Cancer | Oncology

Cancer: Definition, Facts, and Hallmarks

Cancer is a large, diverse group of diseases. It is defined by uncontrolled cell growth anywhere in the body, with the potential to spread ("metastasize") to other organs. In 2020, an estimated 19.3 million new cancer cases and almost 10.0 million cancer deaths occurred worldwide. The most commonly diagnosed cancer is breast cancer, followed by lung, colorectal, prostate, and stomach cancers. In many countries, cancer ranks among the most common causes of death, and the numbers are increasing anually (Sung et al., 2021). This illustrates the emerging need to develop novel therapies, which can only be realized by increasing the knowledge about the highly complex fundamentals of neoplastic diseases.

Application Guide

Download the "Cancer Research" Application Guide as a PDF here.

Tumors can develop almost everywhere in the human body and have many different manifestations.

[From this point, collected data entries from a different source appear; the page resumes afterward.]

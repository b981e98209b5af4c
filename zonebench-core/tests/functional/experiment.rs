// vim: tw=80
//! Whole experiments, run against emulated zones in a regular file

use std::fs;

use pretty_assertions::assert_eq;
use tempfile::TempDir;
use zonebench_core::{
    driver::{ExperimentDriver, Mode, RunSummary},
    fill::FillFraction,
    recorder::CsvRecorder,
    store::ZoneStore,
    writer::FILL_PATTERN,
    zone::*,
    zoned_file::ZonedFile,
};

use super::{DeviceBuilder, ZONE_SIZE, zone_size};

fn pct(p: f64) -> FillFraction {
    FillFraction::from_percent(p).unwrap()
}

fn driver(nzones: u64, chunk: usize)
    -> (TempDir, std::path::PathBuf, ExperimentDriver<ZonedFile, CsvRecorder>)
{
    let (tempdir, path) = DeviceBuilder::new().nzones(nzones).build();
    let results = tempdir.path().join("results.csv");
    let zf = ZonedFile::open(&path, false, zone_size()).unwrap();
    let recorder = CsvRecorder::open(&results).unwrap();
    let driver = ExperimentDriver::new(zf, recorder, chunk).unwrap();
    (tempdir, results, driver)
}

#[test_log::test]
fn allocation() {
    let (_tempdir, results, mut driver) = driver(10, 4096);
    let summary = driver.run(&Mode::Allocation{percent: pct(30.0)}).unwrap();
    assert_eq!(summary, RunSummary {
        selected: 3,
        written: 3,
        reset: 3,
        recorded: 3,
        ..Default::default()
    });
    let csv = fs::read_to_string(results).unwrap();
    assert_eq!(csv, "zone_0,30%,4096\nzone_1,30%,4096\nzone_2,30%,4096\n");
    let zones = driver.store().list_zones(ReportFilter::Empty).unwrap();
    assert_eq!(zones.len(), 10);
}

#[test_log::test]
fn interference() {
    let (_tempdir, results, mut driver) = driver(4, 65536);
    driver.run(&Mode::Interference{zone: 2, percent: pct(50.0)}).unwrap();
    let csv = fs::read_to_string(results).unwrap();
    assert_eq!(csv, format!("zone_2,50%,{}\n", ZONE_SIZE / 2));
    let open = driver.store().list_zones(ReportFilter::ImplicitOpen).unwrap();
    assert_eq!(open.len(), 1);
    assert_eq!(open[0].write_pointer, 2 * ZONE_SIZE + ZONE_SIZE / 2);
    let mut buf = vec![0u8; 65536];
    driver.store().read_at(&mut buf, 2 * ZONE_SIZE).unwrap();
    assert!(buf.iter().all(|b| *b == FILL_PATTERN));
}

#[test_log::test]
fn occupancy() {
    let (_tempdir, results, mut driver) = driver(2, 4096);
    let percents = vec![pct(50.0), pct(75.0), pct(100.0)];
    let summary = driver.run(&Mode::Occupancy{percents}).unwrap();
    assert_eq!(summary.finished, 2);
    let csv = fs::read_to_string(results).unwrap();
    let lines = csv.lines().collect::<Vec<_>>();
    assert_eq!(lines.len(), 2);
    assert!(lines[0].starts_with("zone_0,50.000000%,"));
    assert!(lines[0].ends_with("(s)"));
    assert!(lines[1].starts_with("zone_1,75.000000%,"));
    let full = driver.store().list_zones(ReportFilter::Full).unwrap();
    assert_eq!(full.len(), 2);
}

/// Results from successive runs accumulate in the same file
#[test]
fn append() {
    let (_tempdir, results, mut driver) = driver(4, 4096);
    driver.run(&Mode::Allocation{percent: pct(25.0)}).unwrap();
    driver.run(&Mode::Allocation{percent: pct(50.0)}).unwrap();
    let csv = fs::read_to_string(results).unwrap();
    assert_eq!(csv,
        "zone_0,25%,4096\nzone_0,50%,4096\nzone_1,50%,4096\n");
}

In spite of this diversity, some characteristics apply to all types of cancer, such as the uncontrolled proliferation of cells and their potential to metastasize to other parts of the body. Whereas cancer is relatively rare in children (with leukemia as predominant childhood cancer), increasing age is a clear risk factor for being affected. Further general risk factors are genetic predisposition and various environmental effects (e.g., smoking as one of the leading causes of lung cancer and ultraviolet light for skin cancer).

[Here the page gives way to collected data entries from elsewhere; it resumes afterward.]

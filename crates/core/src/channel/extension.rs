use async_trait::async_trait;
use bridge_protocol::Tab;
use serde_json::Value;

use super::{BrowserChannel, Channel};
use crate::error::{BridgeError, Result};
use crate::relay::RelayHub;

/// The user's browser, reached through the extension attached to the hub.
#[derive(Clone)]
pub struct ExtensionChannel {
	hub: RelayHub,
}

impl ExtensionChannel {
	pub fn new(hub: RelayHub) -> Self {
		Self { hub }
	}
}

#[async_trait]
impl BrowserChannel for ExtensionChannel {
	fn kind(&self) -> Channel {
		Channel::Extension
	}

	async fn list_tabs(&self) -> Result<Vec<Tab>> {
		if !self.hub.is_extension_connected().await {
			return Err(BridgeError::ExtensionDisconnected);
		}
		Ok(self.hub.tabs().await)
	}

	async fn send_to_tab(&self, tab_id: &str, method: &str, params: Value) -> Result<Value> {
		let session_id = self
			.hub
			.session_for_target(tab_id)
			.await
			.ok_or_else(|| BridgeError::TargetNotFound(tab_id.to_string()))?;
		self.hub.send_command(method, params, Some(&session_id)).await
	}

	async fn send_to_browser(&self, method: &str, params: Value) -> Result<Value> {
		self.hub.send_command(method, params, None).await
	}
}
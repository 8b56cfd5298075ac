use tracing_subscriber::EnvFilter;
use tracing_subscriber::fmt::writer::MakeWriterExt;

/// Compact stderr logging. `RUST_LOG` wins over the verbosity flag.
pub fn init_logging(verbosity: u8) {
	// 0 = lifecycle events only; socket and HTTP internals stay quiet
	let filter = match verbosity {
		0 => "info,hyper=warn,tungstenite=warn,tokio_tungstenite=warn",
		1 => "debug,hyper=info,tungstenite=info,tokio_tungstenite=info",
		_ => "trace",
	};

	let env_filter = EnvFilter::try_from_default_env().unwrap_or_else(|_| EnvFilter::new(filter));

	let stderr = std::io::stderr.with_max_level(tracing::Level::TRACE);

	tracing_subscriber::fmt()
		.with_env_filter(env_filter)
		.with_writer(stderr)
		.with_target(true)
		.with_level(true)
		.compact()
		.init();
}
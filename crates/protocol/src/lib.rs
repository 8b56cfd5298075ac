//! Wire types for the browser bridge.
//!
//! Three vocabularies meet in the bridge and all of them are defined here:
//!
//! * [`cdp`] - Chrome DevTools Protocol frames and discovery-endpoint payloads
//! * [`relay`] - envelopes exchanged with the browser extension on the user channel
//! * [`types`] - the channel-agnostic data model returned to callers

pub mod cdp;
pub mod relay;
pub mod types;

pub use cdp::{BrowserVersion, CdpErrorBody, CdpMessage, CdpRequest, PageInfo};
pub use relay::{ClientCommand, ExtensionMessage, ExtensionRequest, ForwardedEvent, ParseError};
pub use types::*;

Some tumor types are very aggressive: pancreatic cancer (i.e., pancreatic ductal adenocarcinoma, PDAC), has a high metastasizing rate and only a few therapeutic options, resulting in 5-year-survival rates below 8% (Orth et al., 2019). Other types have a very positive overall outcome: basalioma (basal cell carcinoma, BCC), which is the most common type of skin cancer, only rarely metastasizes and, in most cases, can be completely excised by surgery (Rogers et al., 2015).

During the process of tumor development, cancer cells acquire defined biologic capabilities. They resist cell death, induce angiogenesis, sustain proliferative signaling, evade growth suppressors, activate invasion and metastasis, and enable replicative immortality—all these processes were published as the "Hallmarks of Cancer" back in 2000 by Hanahan and Weinberg. A decade later, these hallmarks were complemented by further hallmarks (avoiding immune destruction and deregulating cellular energetics), as well as the "enabling characteristics" (tumor-promoting inflammation as well as genome instability and mutation).

Confocal microscopy of tumor-associated macrophages

Confocal microscopy of tumor-associated macrophages (GFP, green) infiltrating the pancreatic tumor tissue (Tomato, red). Nuclei are stained with DAPI (blue). Tissue sample of an endogenous pancreatic cancer mouse model with a double-fluorescent reporter gene to target macrophages. Data by Stefanie Bärthel, Translatum, Technical University of Munich, Germany.

With their enormous work in basic and applied cancer research, thousands of scientists contribute every day to deciphering cancer mechanisms. ibidi helps these researchers develop therapeutics against this dismal disease with a variety of tailored solutions for cell-based assays and high-end microscopy.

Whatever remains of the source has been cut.